Not so long ago, following the Court of Appeal’s judgment in the seminal case of Lloyd v Google LLC [2019] EWCA Civ 1599, commentators and media outlets predicted an era where organisations would be submerged in a rising tide of US-style ‘class-action’ data breach claims.
On the contrary, 2021 has given us three recent cases which have decisively reshaped the likely future landscape of these claims. They are:
- Darren Lee Warren v DSG Retail Limited [2021] EWHC 2168 (QB)
- Alan Rolfe & Ors v Veale Wasborough Vizards LLP [2021] EWHC 2809 (QB)
- Lloyd v Google LLC [2021] UKSC 50
In the second installment of our data protection claims series, we will be discussing case two: Alan Rolfe & Ors v Veale Wasborough Vizards LLP [2021] EWHC 2809 (QB).
The background facts
The Defendant in this case is a law firm which represented a school to which the first two Claimants owed a sum of school fees. The school had instructed the Defendants to write to the Claimants with a demand for payment. The third Claimant was their child.
An email attaching a letter was sent to the Claimants – but due to a one-letter difference in the email address of the mother, the letter went to a person with an identical surname and the same first initial. That person responded promptly to say the email was not intended for them. The Defendants asked the incorrect recipient to delete the message, and she confirmed that she had done so.

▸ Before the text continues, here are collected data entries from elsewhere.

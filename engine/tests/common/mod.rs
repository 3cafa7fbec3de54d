#![allow(dead_code)]

use std::collections::VecDeque;

use engine::Roller;

pub fn d6_seq(seq: &[u8]) -> impl FnMut() -> u8 {
    let mut i = 0usize;
    let values = seq.to_vec();
    move || {
        let result = values[i % values.len()];
        i += 1;
        result
    }
}

pub fn noop_log(_: String) {}

/// Roller that replays fixed d6 results; panics if a test rolls more than it loaded.
pub struct LoadedDice {
    rolls: VecDeque<u8>,
}

impl LoadedDice {
    pub fn new(rolls: &[u8]) -> Self {
        Self {
            rolls: rolls.iter().copied().collect(),
        }
    }

    pub fn remaining(&self) -> usize {
        self.rolls.len()
    }
}

impl Roller for LoadedDice {
    fn d6(&mut self) -> u8 {
        self.rolls.pop_front().expect("test rolled more dice than loaded")
    }

    fn below(&mut self, _n: usize) -> usize {
        0
    }
}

The Claimants pleaded BoC, MoPI, and included claims for damages under Article 82 of the GDPR and s169 of the Data Protection Act 2018. The Defendants sought summary judgment on the basis the claim had no real prospect of success.
The decision
Master McCloud referred to the case law in data breach claims (including the High Court decision in Lloyd v Google), focusing on the usual rule that there was at least a de minimis threshold, with damage/distress in excess of this threshold needed in order to found a claim in the Courts.
The Master asked herself what, given the nature of the breach, the nature of the information and the steps taken to mitigate the breach, was the actual loss or distress that had been suffered – and was this above a de minimis level? [11]
The Master concluded that the case involved minimally significant information, nothing especially personal such as bank details or medical matters, a rapid set of steps taken to ask the incorrect recipient to delete it and no evidence of further transmission or consequent misuse [12].
In the circumstances, therefore, Master McCloud concluded that the claim for distress was not credible. Commenting that in the modern world it was not appropriate for a party to claim, especially in the High Court, for breaches of this sort which are trivial [13], the Master granted summary judgment and the case was dismissed, with costs.
Case comment
Claimants who have experienced very minor data breaches, beware. The effect of this judgment is to reiterate that the Courts will actively consider at an early stage whether the claim falls beneath the threshold of a properly pursuable claim.
If the Claimant has lost nothing other than a trifling amount of information, and ‘no harm has credibly been shown or be likely to be shown’ (as in the Master’s words), then the Claimant is likely to come away without a remedy (and to be punished in costs instead).
The case does also remind organisations how important it is to ensure that the breach is remediated quickly – by contacting the incorrect recipient and ensuring the misaddressed email was destroyed, the Defendants in this case saved themselves from the costs and nuisance of a full data breach claim.